Une revalorisation en décalage avec la réalité économique
L’annonce de cette hausse de 5 %, officialisée en ce mois de juin 2026, est perçue par les représentants des retraités comme une mesure cosmétique. Selon Abdelkader Naceri, cette augmentation linéaire ignore la brutalité de la hausse des prix qui frappe quotidiennement les foyers tunisiens. La déception est d’autant plus marquée que les attentes portaient sur une revalorisation plus dynamique, capable de soutenir concrètement le niveau de vie de cette catégorie sociale.

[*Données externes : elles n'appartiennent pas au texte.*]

use std::collections::BTreeMap;

use p3_field::Field;
use p3_util::log2_strict_usize;
use serde::{Deserialize, Serialize};

use super::AssignmentError;
use crate::{
    circuit::WireId,
    poly::{evals::eval_multilinear, multilinear::MultilinearPoint},
};

/// Values of some wires across every instance of the circuit.
///
/// Entry `k` of a wire's table is its value in instance `k`, so the table is the evaluation
/// form of a multilinear polynomial in `log2(instances)` variables. The verifier only reads
/// output and input wires, so the assignment it gets may be partial.
#[derive(Debug, Clone, Default, PartialEq, Eq, Serialize, Deserialize)]
pub struct WireAssignment<F> {
    tables: BTreeMap<WireId, Vec<F>>,
}

impl<F: Field> WireAssignment<F> {
    #[must_use]
    pub const fn new() -> Self {
        Self {
            tables: BTreeMap::new(),
        }
    }

    /// Sets the values of `wire`, returning the previous ones.
    pub fn insert(&mut self, wire: WireId, values: Vec<F>) -> Option<Vec<F>> {
        self.tables.insert(wire, values)
    }

    #[must_use]
    pub fn get(&self, wire: WireId) -> Option<&[F]> {
        self.tables.get(&wire).map(Vec::as_slice)
    }

    #[must_use]
    pub fn contains(&self, wire: WireId) -> bool {
        self.tables.contains_key(&wire)
    }

    /// Number of instances, checked to be a power of two shared by every table.
    pub fn num_instances(&self) -> Result<usize, AssignmentError> {
        let mut tables = self.tables.iter();
        let (_, first) = tables.next().ok_or(AssignmentError::Empty)?;
        let expected = first.len();

        if let Some((&wire, t)) = tables.find(|(_, t)| t.len() != expected) {
            return Err(AssignmentError::InconsistentInstances {
                wire,
                expected,
                got: t.len(),
            });
        }
        if !expected.is_power_of_two() {
            return Err(AssignmentError::NotPowerOfTwo(expected));
        }

        Ok(expected)
    }

    /// Checks that the assignment is non-empty and every table has the same power-of-two length.
    pub fn validate(&self) -> Result<(), AssignmentError> {
        self.num_instances().map(|_| ())
    }

    /// `log2` of the number of instances.
    pub fn num_vars(&self) -> Result<usize, AssignmentError> {
        self.num_instances().map(log2_strict_usize)
    }

    /// Evaluates the multilinear extension of `wire`'s table at `point`.
    pub fn evaluate(&self, wire: WireId, point: &MultilinearPoint<F>) -> Result<F, AssignmentError> {
        let table = self
            .tables
            .get(&wire)
            .ok_or(AssignmentError::MissingWire(wire))?;

        if !table.len().is_power_of_two() {
            return Err(AssignmentError::NotPowerOfTwo(table.len()));
        }
        let num_vars = log2_strict_usize(table.len());
        if num_vars != point.num_variables() {
            return Err(AssignmentError::PointArity {
                wire,
                expected: num_vars,
                got: point.num_variables(),
            });
        }

        Ok(eval_multilinear(table, point))
    }
}
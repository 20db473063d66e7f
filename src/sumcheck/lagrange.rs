//! Lagrange interpolation over the integer nodes `{0, 1, ..., d}`.
//!
//! Partial-sum polynomials are sent as evaluations on these nodes, so the verifier only ever
//! needs to evaluate a univariate polynomial from its values at `0..=d`.

use p3_field::Field;

/// Computes the Lagrange basis weights for interpolation at points `{0, 1, 2}`.
///
/// ```text
/// L_0(x) = (x - 1)(x - 2) / 2
/// L_1(x) = x(2 - x)
/// L_2(x) = x(x - 1) / 2
/// ```
pub fn lagrange_weights_012<F: Field>(r: F) -> [F; 3] {
    let inv_two = F::TWO.inverse();

    let l0 = (r - F::ONE) * (r - F::TWO) * inv_two;
    let l1 = r * (F::TWO - r);
    let l2 = r * (r - F::ONE) * inv_two;

    [l0, l1, l2]
}

/// Evaluates at `r` the unique polynomial of degree `< evals.len()` taking the value
/// `evals[i]` at `i`.
///
/// The general case computes
///
/// ```text
/// L_i(r) = prod_{j != i} (r - j) / prod_{j != i} (i - j)
/// ```
///
/// with prefix and suffix products for the numerators. The denominator is
/// `(-1)^(d - i) * i! * (d - i)!`.
///
/// # Panics
/// Panics if the number of nodes reaches the field characteristic.
pub fn interpolate_at<F: Field>(evals: &[F], r: F) -> F {
    match evals {
        [] => F::ZERO,
        [e0] => *e0,
        [e0, e1] => *e0 + r * (*e1 - *e0),
        [e0, e1, e2] => {
            let [w0, w1, w2] = lagrange_weights_012(r);
            *e0 * w0 + *e1 * w1 + *e2 * w2
        }
        _ => {
            let n = evals.len();
            let d = n - 1;

            // prefix[i] = prod_{j < i} (r - j), suffix[i] = prod_{j > i} (r - j)
            let mut prefix = Vec::with_capacity(n);
            let mut acc = F::ONE;
            for j in 0..n {
                prefix.push(acc);
                acc *= r - F::from_usize(j);
            }
            let mut suffix = vec![F::ONE; n];
            let mut acc = F::ONE;
            for j in (0..n).rev() {
                suffix[j] = acc;
                acc *= r - F::from_usize(j);
            }

            let mut factorials = Vec::with_capacity(n);
            let mut fact = F::ONE;
            factorials.push(fact);
            for k in 1..n {
                fact *= F::from_usize(k);
                factorials.push(fact);
            }

            evals
                .iter()
                .enumerate()
                .map(|(i, &e)| {
                    let denom = factorials[i] * factorials[d - i];
                    let weight = prefix[i] * suffix[i] * denom.inverse();
                    if (d - i) % 2 == 1 {
                        -e * weight
                    } else {
                        e * weight
                    }
                })
                .sum()
        }
    }
}
use itertools::izip;
use p3_field::Field;

use super::{ClaimsError, VerifierError, assignment::WireAssignment};
use crate::{
    circuit::{SortedCircuit, WireId},
    poly::multilinear::MultilinearPoint,
    sumcheck::LazyClaims,
};

/// Pending claims `V(p_i) = v_i` about one wire.
///
/// A sum-check on `sum_x (sum_i a^i eq(p_i, x)) * gate(inputs(x))` reduces all of them at
/// once. For an input wire the gate is the identity applied to the wire itself.
#[derive(Debug, Clone, PartialEq, Eq)]
pub struct WireClaims<EF> {
    wire: WireId,
    points: Vec<MultilinearPoint<EF>>,
    values: Vec<EF>,
    /// Evaluations sent per sum-check round: gate degree plus one for the eq factor.
    degree: usize,
}

impl<EF: Field> WireClaims<EF> {
    fn new(wire: WireId, degree: usize, capacity: usize) -> Self {
        Self {
            wire,
            points: Vec::with_capacity(capacity),
            values: Vec::with_capacity(capacity),
            degree,
        }
    }

    #[must_use]
    pub const fn wire(&self) -> WireId {
        self.wire
    }

    #[must_use]
    pub fn points(&self) -> &[MultilinearPoint<EF>] {
        &self.points
    }

    #[must_use]
    pub fn values(&self) -> &[EF] {
        &self.values
    }

    /// `sum_i a^i eq(p_i, r)`.
    #[must_use]
    pub fn combined_eq(&self, a: EF, r: &MultilinearPoint<EF>) -> EF {
        self.points
            .iter()
            .rev()
            .fold(EF::ZERO, |acc, p| acc * a + p.eq_poly(r))
    }
}

impl<'a, EF: Field> LazyClaims<EF, ClaimsManager<'a, EF>> for WireClaims<EF> {
    type Error = VerifierError;

    fn claims_num(&self) -> usize {
        self.points.len()
    }

    fn vars_num(&self) -> usize {
        self.points.first().map_or(0, MultilinearPoint::num_variables)
    }

    fn combined_sum(&self, a: EF) -> EF {
        self.values.iter().rev().fold(EF::ZERO, |acc, &v| acc * a + v)
    }

    fn degree(&self, _round: usize) -> usize {
        self.degree
    }

    /// Checks `combined_eq(r) * gate(inputs(r)) == purported_value`.
    ///
    /// `final_eval_proof` holds the claimed evaluation at `r` of every distinct input wire.
    /// For a gate wire these become new claims on the inputs, so the check is only complete
    /// once every input wire has been reduced in turn.
    fn verify_final_eval(
        &self,
        manager: &mut ClaimsManager<'a, EF>,
        r: &[EF],
        combination_coeff: EF,
        purported_value: EF,
        final_eval_proof: &[EF],
    ) -> Result<(), VerifierError> {
        let r = MultilinearPoint::new(r.to_vec());
        let eq = self.combined_eq(combination_coeff, &r);

        let wire = manager.circuit.wire(self.wire);
        let (expected, given) = (wire.nb_unique_inputs(), final_eval_proof.len());
        // Input wires may carry their own value as an artificial single input.
        if expected != given && (expected != 0 || given != 1) {
            return Err(VerifierError::MalformedFinalEvalProof {
                wire: self.wire,
                expected,
                given,
            });
        }

        let (gate_value, values_by_slot) = if wire.is_input() {
            (manager.assignment.evaluate(self.wire, &r)?, None)
        } else {
            let by_slot: Vec<EF> = wire
                .slot_to_unique()
                .iter()
                .map(|&u| final_eval_proof[u])
                .collect();
            (wire.gate().evaluate(&by_slot), Some(by_slot))
        };

        let evaluation = eq * gate_value;
        if evaluation != purported_value {
            return Err(VerifierError::FinalEvalMismatch {
                wire: self.wire,
                expected: purported_value.to_string(),
                actual: evaluation.to_string(),
            });
        }

        if let Some(by_slot) = values_by_slot {
            manager.add_for_input(self.wire, &r, &by_slot)?;
        }
        Ok(())
    }
}

/// Claims of every wire not yet reduced.
///
/// A wire's entry is taken out with [`delete_claim`](Self::delete_claim) right before its
/// sum-check, which then gets the manager back as the finalization context. A wire is
/// therefore reduced at most once, and a claim added to it afterwards is an error.
#[derive(Debug)]
pub struct ClaimsManager<'a, EF> {
    circuit: &'a SortedCircuit<EF>,
    assignment: &'a WireAssignment<EF>,
    claims: Vec<Option<WireClaims<EF>>>,
}

impl<'a, EF: Field> ClaimsManager<'a, EF> {
    #[must_use]
    pub fn new(circuit: &'a SortedCircuit<EF>, assignment: &'a WireAssignment<EF>) -> Self {
        let claims = (0..circuit.len())
            .map(|i| {
                let wire = circuit.wire(WireId(i));
                Some(WireClaims::new(
                    WireId(i),
                    wire.degree() + 1,
                    wire.nb_claims(),
                ))
            })
            .collect();

        Self {
            circuit,
            assignment,
            claims,
        }
    }

    #[must_use]
    pub const fn circuit(&self) -> &'a SortedCircuit<EF> {
        self.circuit
    }

    #[must_use]
    pub const fn assignment(&self) -> &'a WireAssignment<EF> {
        self.assignment
    }

    /// Records the claim `wire(point) = value`. Claims are not deduplicated.
    pub fn add(
        &mut self,
        wire: WireId,
        point: MultilinearPoint<EF>,
        value: EF,
    ) -> Result<(), ClaimsError> {
        let claims = self.claims[wire.0]
            .as_mut()
            .ok_or(ClaimsError::AlreadyReduced(wire))?;
        claims.points.push(point);
        claims.values.push(value);
        Ok(())
    }

    /// Records one claim per distinct input of `wire`, all at `point`.
    ///
    /// When the gate reads the same wire through several slots only the first slot's value
    /// is kept.
    pub fn add_for_input(
        &mut self,
        wire: WireId,
        point: &MultilinearPoint<EF>,
        values_by_slot: &[EF],
    ) -> Result<(), ClaimsError> {
        let circuit = self.circuit;
        let wire = circuit.wire(wire);

        // Distinct inputs are numbered in order of first occurrence.
        let mut next_unique = 0;
        for (&input, &u, &value) in izip!(wire.inputs(), wire.slot_to_unique(), values_by_slot) {
            if u == next_unique {
                self.add(input, point.clone(), value)?;
                next_unique += 1;
            }
        }
        Ok(())
    }

    #[must_use]
    pub fn get_lazy_claim(&self, wire: WireId) -> Option<&WireClaims<EF>> {
        self.claims[wire.0].as_ref()
    }

    /// Removes the claims of `wire` for good, handing them to the caller.
    pub fn delete_claim(&mut self, wire: WireId) -> Result<WireClaims<EF>, ClaimsError> {
        self.claims[wire.0]
            .take()
            .ok_or(ClaimsError::AlreadyReduced(wire))
    }

    /// True once every wire has been reduced.
    #[must_use]
    pub fn is_empty(&self) -> bool {
        self.claims.iter().all(Option::is_none)
    }
}

#[cfg(test)]
mod tests {
    use p3_baby_bear::BabyBear;
    use p3_field::{PrimeCharacteristicRing, extension::BinomialExtensionField};

    use super::*;
    use crate::circuit::{
        Circuit,
        gate::{AddGate, MulGate},
        topological_sort,
    };

    type EF = BinomialExtensionField<BabyBear, 4>;

    fn point(coords: &[u64]) -> MultilinearPoint<EF> {
        MultilinearPoint::new(coords.iter().copied().map(EF::from_u64).collect())
    }

    #[test]
    fn test_add_for_input_keeps_first_slot() {
        let mut circuit = Circuit::<EF>::new();
        let x = circuit.add_input();
        let y = circuit.add_input();
        let g = circuit.add_gate(AddGate, &[x, y, x]);
        let sorted = topological_sort(&circuit);
        let assignment = WireAssignment::new();
        let mut manager = ClaimsManager::new(&sorted, &assignment);

        let p = point(&[2]);
        let values = [EF::from_u64(3), EF::from_u64(4), EF::from_u64(5)];
        manager.add_for_input(g, &p, &values).unwrap();

        let claims_x = manager.get_lazy_claim(x).unwrap();
        assert_eq!(claims_x.values(), &[EF::from_u64(3)]);
        assert_eq!(claims_x.points(), &[p.clone()]);
        assert_eq!(
            manager.get_lazy_claim(y).unwrap().values(),
            &[EF::from_u64(4)]
        );
    }

    #[test]
    fn test_delete_claim_is_terminal() {
        let mut circuit = Circuit::<EF>::new();
        let x = circuit.add_input();
        let g = circuit.add_gate(MulGate, &[x, x]);
        let sorted = topological_sort(&circuit);
        let assignment = WireAssignment::new();
        let mut manager = ClaimsManager::new(&sorted, &assignment);

        manager.add(g, point(&[1]), EF::ONE).unwrap();
        let claims = manager.delete_claim(g).unwrap();
        assert_eq!(claims.wire(), g);
        assert_eq!(LazyClaims::<EF, ClaimsManager<'_, EF>>::claims_num(&claims), 1);
        assert_eq!(LazyClaims::<EF, ClaimsManager<'_, EF>>::degree(&claims, 0), 3);

        assert_eq!(
            manager.add(g, point(&[1]), EF::ONE),
            Err(ClaimsError::AlreadyReduced(g))
        );
        assert_eq!(
            manager.delete_claim(g),
            Err(ClaimsError::AlreadyReduced(g))
        );
        assert!(!manager.is_empty());
        manager.delete_claim(x).unwrap();
        assert!(manager.is_empty());
    }

    #[test]
    fn test_combined_sum_and_eq() {
        let mut circuit = Circuit::<EF>::new();
        let x = circuit.add_input();
        let sorted = topological_sort(&circuit);
        let assignment = WireAssignment::new();
        let mut manager = ClaimsManager::new(&sorted, &assignment);

        manager.add(x, point(&[0]), EF::from_u64(2)).unwrap();
        manager.add(x, point(&[1]), EF::from_u64(7)).unwrap();
        let claims = manager.delete_claim(x).unwrap();

        let a = EF::from_u64(10);
        assert_eq!(
            LazyClaims::<EF, ClaimsManager<'_, EF>>::combined_sum(&claims, a),
            EF::from_u64(72)
        );
        // eq(0, r) + a * eq(1, r) at r = 3: (1 - 3) + 10 * 3
        assert_eq!(claims.combined_eq(a, &point(&[3])), EF::from_u64(28));
    }
}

Le plaidoyer pour une justice sociale redistributive
Au-delà du pourcentage, c’est la méthode qui est remise en cause. Le secrétaire général plaide pour une rupture avec l’uniformité : il préconise une approche progressive, où les pensions les plus faibles bénéficieraient de taux de revalorisation nettement plus élevés. Cette stratégie viserait à réduire les inégalités criantes au sein de la masse des retraités, tout en garantissant un filet de sécurité aux plus précaires, un principe qu’il juge essentiel à la notion d’État social, actuellement malmenée par une absence de dialogue avec les partenaires sociaux.
Au-delà des pensions : L’urgence de la protection globale
Le débat ne se limite plus à la simple question du revenu. Les conditions de vie des retraités sont pénalisées par une couverture sanitaire jugée insuffisante, alors même que cette population est particulièrement exposée aux maladies chroniques. Face à ce constat, Abdelkader Naceri exige un alignement des pensions sur le salaire minimum garanti et une refonte des services publics essentiels. Ses revendications incluent notamment une tarification réduite des transports et un renforcement massif des garanties de santé, des leviers indispensables pour restaurer la dignité sociale des retraités tunisiens.
EN BREF
- Contestation : La hausse de 5 % des pensions CNSS est jugée insuffisante face à l’inflation.
- Revendication : Appel à une hausse progressive privilégiant les plus faibles revenus.
- Dialogue : Dénonciation du manque de concertation entre l’État et les partenaires sociaux.
- Priorités : Nécessité d’aligner les pensions sur le salaire minimum garanti.
- Santé et Mobilité : Exigence d’une meilleure couverture sanitaire et de tarifs préférentiels pour le transport.